A Phantasmagorical Point of View with Pere Ginard

Illustrator and filmmaker Pere Ginard muses on poetics, smallness, and vampirism in our ongoing conversation series for McEvoy Arts at Home.

Guest curator and San Francisco Cinematheque director Steve Polta speaks each Wednesday with artists in the Screening Room exhibition certainty is becoming our nemesis, which was interrupted by McEvoy Arts’ temporary closure due to the coronavirus. The program is now available to view online in its entirety.

Steve Polta: Can you tell us a bit about yourself and your current artistic concerns or projects? Where are you answering this Q&A from?

Pere Ginard: I am an illustrator and filmmaker based in Barcelona (Spain), which is where I am confined while answering these questions. And I think I can describe myself much better by listing my three eternal artistic references: filmmakers Jan Svankmajer and Stan Brakhage, and author/illustrator Edward Gorey. Even COVID-19 has not changed that.

SP: How does your film in this program relate to your ongoing practice or body of work?

PG: It’s an important film in my career. I usually get a lot of inspiration from literature when making a film and I like to make versions of novels or stories, reinterpretations, etc., but in this one, I went a little further: I directly vampirized a silent film and slowed it down and imagined very slow-motion metamorphosis would be like…like the digestion of a snake. And then there is sound design: this is one of the first films in which I begin to take the narrative potential of sound very seriously, so much so that in this film, sound is often more present than image. 

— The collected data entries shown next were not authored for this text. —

//! Proxy gateway registry.
//!
//! Tracks proxies by permanent ID, by the tempId they registered with, and
//! by `(address, port)`. All three indices live behind one mutex together
//! with the role's ID allocator, so a registration is atomic: either every
//! index and the allocator agree, or nothing changed.

use crate::clock::Clock;
use crate::error::{RegistryError, RegistryResult};
use crate::registry::alloc::{IdAllocator, IdRole};
use crate::registry::entry::{NodeStatus, ProxyEntry};
use crate::registry::{AgingPolicy, RegisterOutcome, SweepReport, Transition};
use parking_lot::Mutex;
use std::collections::{BTreeMap, HashMap};
use std::sync::Arc;

struct ProxyTable {
    entries: BTreeMap<u32, ProxyEntry>,
    by_temp: HashMap<String, u32>,
    by_addr: HashMap<(String, u16), u32>,
    alloc: IdAllocator,
}

/// Registry of proxy gateways. Owns its entry map exclusively; consumers get
/// copies via [`snapshot`](ProxyRegistry::snapshot).
pub struct ProxyRegistry {
    table: Mutex<ProxyTable>,
    clock: Arc<dyn Clock>,
    dedup_window_ms: u64,
}

impl ProxyRegistry {
    pub fn new(clock: Arc<dyn Clock>, dedup_window_ms: u64, recycle_window_ms: u64) -> Self {
        Self {
            table: Mutex::new(ProxyTable {
                entries: BTreeMap::new(),
                by_temp: HashMap::new(),
                by_addr: HashMap::new(),
                alloc: IdAllocator::new(recycle_window_ms),
            }),
            clock,
            dedup_window_ms,
        }
    }

    /// Register a proxy, resolving burst duplicates and reconnects.
    ///
    /// Resolution order:
    /// 1. `(address, port)` held by a live entry registered inside the dedup
    ///    window: same ID (burst re-registration).
    /// 2. `(address, port)` held by an older live entry under a different
    ///    tempId: refused, the address claim stands.
    /// 3. tempId maps to a live entry: that entry.
    /// 4. tempId maps to an UNAVAILABLE entry at the same address:
    ///    reactivated. A changed address gets a fresh ID instead.
    /// 5. Otherwise a new permanent ID.
    pub fn register(
        &self,
        temp_id: &str,
        address: &str,
        port: u16,
    ) -> RegistryResult<RegisterOutcome> {
        let now_ms = self.clock.mono_ms();
        let now_wall = self.clock.wall();
        let mut guard = self.table.lock();
        let t = &mut *guard;

        let addr_key = (address.to_string(), port);
        if let Some(&id) = t.by_addr.get(&addr_key) {
            let entry = t
                .entries
                .get_mut(&id)
                .ok_or_else(|| RegistryError::Invariant(format!(
                    "address index points at missing entry proxy-{id}"
                )))?;
            if entry.status.holds_address() {
                let age_ms = (now_wall - entry.registered_at).num_milliseconds().max(0) as u64;
                if age_ms <= self.dedup_window_ms {
                    entry.last_heartbeat = now_ms;
                    t.by_temp.insert(temp_id.to_string(), id);
                    tracing::debug!(id = %IdRole::Proxy.render(id), temp_id, "Burst re-registration deduplicated");
                    return Ok(RegisterOutcome::Deduplicated { id });
                }
                if entry.temp_id != temp_id {
                    return Err(RegistryError::AddressInUse {
                        address: address.to_string(),
                        port,
                        holder: IdRole::Proxy.render(id),
                    });
                }
            }
        }

        if let Some(&id) = t.by_temp.get(temp_id)
            && let Some(entry) = t.entries.get_mut(&id)
        {
            match entry.status {
                NodeStatus::Available | NodeStatus::Evacuating => {
                    if entry.address != address || entry.port != port {
                        tracing::warn!(
                            id = %IdRole::Proxy.render(id),
                            known = %format!("{}:{}", entry.address, entry.port),
                            reported = %format!("{address}:{port}"),
                            "Live proxy re-registered with a different address"
                        );
                    }
                    entry.last_heartbeat = now_ms;
                    return Ok(RegisterOutcome::Resumed { id });
                }
                NodeStatus::Unavailable => {
                    if entry.address == address && entry.port == port {
                        entry.status = NodeStatus::Available;
                        entry.last_heartbeat = now_ms;
                        tracing::info!(id = %IdRole::Proxy.render(id), "Reactivated unavailable proxy");
                        return Ok(RegisterOutcome::Reactivated { id });
                    }
                    // The node moved. The old entry keeps aging toward DEAD
                    // and the reconnect gets a fresh identity.
                    tracing::warn!(
                        id = %IdRole::Proxy.render(id),
                        known = %format!("{}:{}", entry.address, entry.port),
                        reported = %format!("{address}:{port}"),
                        "Proxy reconnected with a new address, allocating a fresh ID"
                    );
                }
                NodeStatus::Dead => {}
            }
        }

        let id = t.alloc.allocate(IdRole::Proxy)?;
        if t.entries.contains_key(&id) {
            // Roll the allocation back before surfacing the corruption.
            t.alloc.release(IdRole::Proxy, id, true, now_ms);
            return Err(RegistryError::Invariant(format!(
                "allocated id {} already has an entry",
                IdRole::Proxy.render(id)
            )));
        }
        t.entries.insert(
            id,
            ProxyEntry {
                id,
                temp_id: temp_id.to_string(),
                address: address.to_string(),
                port,
                status: NodeStatus::Available,
                last_heartbeat: now_ms,
                registered_at: now_wall,
                current_players: 0,
                hard_cap: 0,
                dead_at: None,
            },
        );
        t.by_temp.insert(temp_id.to_string(), id);
        t.by_addr.insert(addr_key, id);
        tracing::info!(
            id = %IdRole::Proxy.render(id),
            temp_id,
            address = %format!("{address}:{port}"),
            "Proxy registered"
        );
        Ok(RegisterOutcome::Created { id })
    }

    /// Record a heartbeat. Promotes UNAVAILABLE back to AVAILABLE; leaves
    /// EVACUATING and DEAD untouched.
    ///
    /// Returns the promotion transition, if one happened.
    pub fn heartbeat(
        &self,
        id: u32,
        current_players: u32,
        hard_cap: u32,
    ) -> RegistryResult<Option<Transition>> {
        let now_ms = self.clock.mono_ms();
        let mut t = self.table.lock();
        let entry = t
            .entries
            .get_mut(&id)
            .ok_or_else(|| RegistryError::NotFound(IdRole::Proxy.render(id)))?;
        match entry.status {
            NodeStatus::Available => {
                entry.last_heartbeat = now_ms;
                entry.current_players = current_players;
                entry.hard_cap = hard_cap;
                Ok(None)
            }
            NodeStatus::Unavailable => {
                entry.status = NodeStatus::Available;
                entry.last_heartbeat = now_ms;
                entry.current_players = current_players;
                entry.hard_cap = hard_cap;
                tracing::info!(id = %IdRole::Proxy.render(id), "Proxy heartbeat resumed, promoting to AVAILABLE");
                Ok(Some(Transition {
                    id,
                    from: NodeStatus::Unavailable,
                    to: NodeStatus::Available,
                }))
            }
            NodeStatus::Evacuating | NodeStatus::Dead => Ok(None),
        }
    }

    /// Apply a status transition, enforcing the state machine.
    pub fn set_status(&self, id: u32, to: NodeStatus) -> RegistryResult<Transition> {
        let now_ms = self.clock.mono_ms();
        let mut guard = self.table.lock();
        let t = &mut *guard;
        let entry = t
            .entries
            .get_mut(&id)
            .ok_or_else(|| RegistryError::NotFound(IdRole::Proxy.render(id)))?;
        let from = entry.status;
        if !from.can_transition(to) {
            return Err(RegistryError::IllegalTransition {
                id: IdRole::Proxy.render(id),
                from: from.as_str(),
                to: to.as_str(),
            });
        }
        entry.status = to;
        if to == NodeStatus::Dead {
            entry.dead_at = Some(now_ms);
            t.by_addr.remove(&(entry.address.clone(), entry.port));
            t.alloc.release(IdRole::Proxy, id, false, now_ms);
        }
        Ok(Transition { id, from, to })
    }

    /// Graceful shutdown: drop the entry and free its ID immediately.
    /// Idempotent; a second call is a no-op returning `false`.
    pub fn remove_immediate(&self, id: u32) -> bool {
        let now_ms = self.clock.mono_ms();
        let mut guard = self.table.lock();
        let t = &mut *guard;
        let Some(entry) = t.entries.remove(&id) else {
            return false;
        };
        if t.by_temp.get(&entry.temp_id) == Some(&id) {
            t.by_temp.remove(&entry.temp_id);
        }
        t.by_addr.remove(&(entry.address.clone(), entry.port));
        t.alloc.release(IdRole::Proxy, id, true, now_ms);
        tracing::info!(id = %IdRole::Proxy.render(id), "Proxy removed");
        true
    }

    /// Operator override for a stuck reserved ID. Drops any lingering entry
    /// and frees the ID regardless of the recycle window.
    pub fn force_release(&self, id: u32) -> bool {
        let mut guard = self.table.lock();
        let t = &mut *guard;
        if let Some(entry) = t.entries.remove(&id) {
            if t.by_temp.get(&entry.temp_id) == Some(&id) {
                t.by_temp.remove(&entry.temp_id);
            }
            t.by_addr.remove(&(entry.address.clone(), entry.port));
        }
        let released = t.alloc.force_release(IdRole::Proxy, id);
        if released {
            tracing::warn!(id = %IdRole::Proxy.render(id), "Proxy ID force-released by operator");
        }
        released
    }

    /// Age entries against the policy and reap expired ID reservations.
    ///
    /// Entries are visited in ascending ID order, a full pass per tick, so
    /// no entry starves. EVACUATING entries are exempt: the evacuation
    /// coordinator owns their transitions.
    pub fn sweep(&self, policy: &AgingPolicy) -> SweepReport {
        let now_ms = self.clock.mono_ms();
        let mut guard = self.table.lock();
        let t = &mut *guard;
        let mut transitions = Vec::new();

        for (&id, entry) in t.entries.iter_mut() {
            let idle_ms = now_ms.saturating_sub(entry.last_heartbeat);
            match entry.status {
                NodeStatus::Available if idle_ms > policy.soft_timeout_ms => {
                    entry.status = NodeStatus::Unavailable;
                    transitions.push(Transition {
                        id,
                        from: NodeStatus::Available,
                        to: NodeStatus::Unavailable,
                    });
                }
                NodeStatus::Unavailable if idle_ms > policy.hard_timeout_ms => {
                    entry.status = NodeStatus::Dead;
                    entry.dead_at = Some(now_ms);
                    transitions.push(Transition {
                        id,
                        from: NodeStatus::Unavailable,
                        to: NodeStatus::Dead,
                    });
                }
                _ => {}
            }
        }

        // Dead entries release their address claim right away; the ID stays
        // reserved until the recycle window has passed.
        for transition in &transitions {
            if transition.to == NodeStatus::Dead
                && let Some(entry) = t.entries.get(&transition.id)
            {
                let addr_key = (entry.address.clone(), entry.port);
                t.by_addr.remove(&addr_key);
                t.alloc.release(IdRole::Proxy, transition.id, false, now_ms);
            }
        }

        let dropped = t.alloc.reap(IdRole::Proxy, now_ms);
        for &id in &dropped {
            if let Some(entry) = t.entries.remove(&id)
                && t.by_temp.get(&entry.temp_id) == Some(&id)
            {
                t.by_temp.remove(&entry.temp_id);
            }
        }

        SweepReport {
            transitions,
            dropped,
        }
    }

    /// Immutable copy of all entries, ascending by ID.
    pub fn snapshot(&self) -> Vec<ProxyEntry> {
        self.table.lock().entries.values().cloned().collect()
    }

    pub fn get(&self, id: u32) -> Option<ProxyEntry> {
        self.table.lock().entries.get(&id).cloned()
    }

    /// Number of non-DEAD entries.
    pub fn live_count(&self) -> usize {
        self.table
            .lock()
            .entries
            .values()
            .filter(|e| e.status != NodeStatus::Dead)
            .count()
    }
}
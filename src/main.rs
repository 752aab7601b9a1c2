//! rosterd - registry control plane daemon.

use rosterd::bus::memory::InProcessBus;
use rosterd::clock::SystemClock;
use rosterd::config::Config;
use rosterd::netconfig::store::{MemoryStore, ProfileStore, SqliteStore};
use rosterd::supervisor::{Supervisor, SupervisorParams};
use rosterd::{http, metrics};
use std::path::Path;
use std::sync::Arc;
use tracing::{error, info};

/// Resolve the configuration path from CLI arguments.
/// Supports `-c <path>`, `--config <path>`, or a bare path.
/// Falls back to `rosterd.toml` when no argument is provided.
fn resolve_config_path() -> String {
    let mut args = std::env::args().skip(1);

    let raw_path = match args.next() {
        Some(flag) if flag == "-c" || flag == "--config" => args.next().unwrap_or_else(|| {
            eprintln!("Missing path after {}", flag);
            std::process::exit(1);
        }),
        Some(path) => path,
        None => "rosterd.toml".to_string(),
    };

    match std::fs::canonicalize(Path::new(&raw_path)) {
        Ok(p) => p.to_string_lossy().into_owned(),
        Err(_) => raw_path,
    }
}

#[tokio::main]
async fn main() -> anyhow::Result<()> {
    // Load configuration first (before tracing, so we can use log_format).
    // A missing file means defaults; ops runs plenty of cores that way.
    let config_path = resolve_config_path();
    let config = if Path::new(&config_path).exists() {
        Config::load(&config_path).map_err(|e| {
            eprintln!("ERROR: Failed to load config from {}: {}", config_path, e);
            e
        })?
    } else {
        Config::default()
    };

    // Initialize tracing based on config
    let env_filter = tracing_subscriber::EnvFilter::try_from_default_env()
        .unwrap_or_else(|_| tracing_subscriber::EnvFilter::new("info"));

    match config.server.log_format {
        rosterd::config::LogFormat::Json => {
            tracing_subscriber::fmt()
                .with_env_filter(env_filter)
                .with_target(true)
                .json()
                .init();
        }
        rosterd::config::LogFormat::Pretty => {
            tracing_subscriber::fmt()
                .with_env_filter(env_filter)
                .with_target(true)
                .init();
        }
    }

    // Validate configuration
    if let Err(errors) = rosterd::config::validate(&config) {
        for err in &errors {
            error!(error = %err, "Configuration validation failed");
        }
        return Err(anyhow::anyhow!(
            "Configuration validation failed with {} error(s)",
            errors.len()
        ));
    }

    info!(
        name = %config.server.name,
        soft_timeout_secs = config.registry.soft_timeout_secs,
        hard_timeout_secs = config.registry.hard_timeout_secs,
        "Starting rosterd"
    );

    // Profile catalog: SQLite when configured, otherwise in-memory (seeded
    // with the bundled default on first touch).
    let store: Arc<dyn ProfileStore> = match &config.database {
        Some(db) => {
            let store = SqliteStore::connect(&db.path).await?;
            info!(path = %db.path, "Profile catalog opened");
            Arc::new(store)
        }
        None => {
            info!("No database configured, using in-memory profile catalog");
            Arc::new(MemoryStore::new())
        }
    };

    // The bus transport is pluggable behind the Bus trait; the in-process
    // bus serves single-host deployments and embedded nodes.
    let bus = Arc::new(InProcessBus::new());
    let clock = Arc::new(SystemClock::new());

    let metrics_port = config.server.metrics_port;
    let supervisor = Supervisor::new(SupervisorParams {
        config,
        bus,
        clock,
        store,
    });
    info!("Supervisor initialized");

    // Spawn signal handler for graceful shutdown
    {
        let shutdown_tx = supervisor.shutdown_tx.clone();
        tokio::spawn(async move {
            use tokio::signal::unix::{SignalKind, signal};
            let mut sigint =
                signal(SignalKind::interrupt()).expect("failed to install SIGINT handler");
            let mut sigterm =
                signal(SignalKind::terminate()).expect("failed to install SIGTERM handler");

            tokio::select! {
                _ = sigint.recv() => info!("Received SIGINT - initiating graceful shutdown"),
                _ = sigterm.recv() => info!("Received SIGTERM - initiating graceful shutdown"),
            }

            let _ = shutdown_tx.send(());
        });
    }

    // Prometheus metrics are optional.
    // Convention: metrics_port = 0 disables the HTTP endpoint (used by tests).
    if metrics_port == 0 {
        info!("Metrics disabled");
    } else {
        metrics::init();
        info!("Metrics initialized");

        http::spawn(supervisor.clone(), metrics_port);
        info!(port = metrics_port, "Operational HTTP endpoint started");
    }

    supervisor.start().await?;
    info!("Registry control plane running");

    // Park until shutdown.
    let mut shutdown_rx = supervisor.shutdown_tx.subscribe();
    let _ = shutdown_rx.recv().await;

    info!("Shutting down, waiting for tasks to finish...");
    // Give tasks a moment to flush logs and settle in-flight work
    tokio::time::sleep(tokio::time::Duration::from_millis(500)).await;

    Ok(())
}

Pere Ginard, Métamorphoses du Papillon, 2013, digital video, color, sound, 5 min. Courtesy of the artist.

Subjects such as transformation, reinvention, uncertainty, doubles (and by extension the sinister and the weird), are subjects that undoubtedly are part of my interests and obsessions…

Pere Ginard

SP: As you know, certainty is becoming our nemesis is inspired by McEvoy Arts’ exhibition Orlando, itself inspired by Virginia’s Woolf’s 1928 novel and Sally Potter’s 1992 film adaptation starring Tilda Swinton. What, if any, is your prior relationship to the work of these artists?

PG: I read Virginia Woolf’s novel many years ago, and for me it is her most interesting work (I will never forget how she narrates the transition from the 18th to the 19th century). I saw the Sally Potter film much later and I must admit that I remembered very little: I took advantage of being part of this project to review the film. 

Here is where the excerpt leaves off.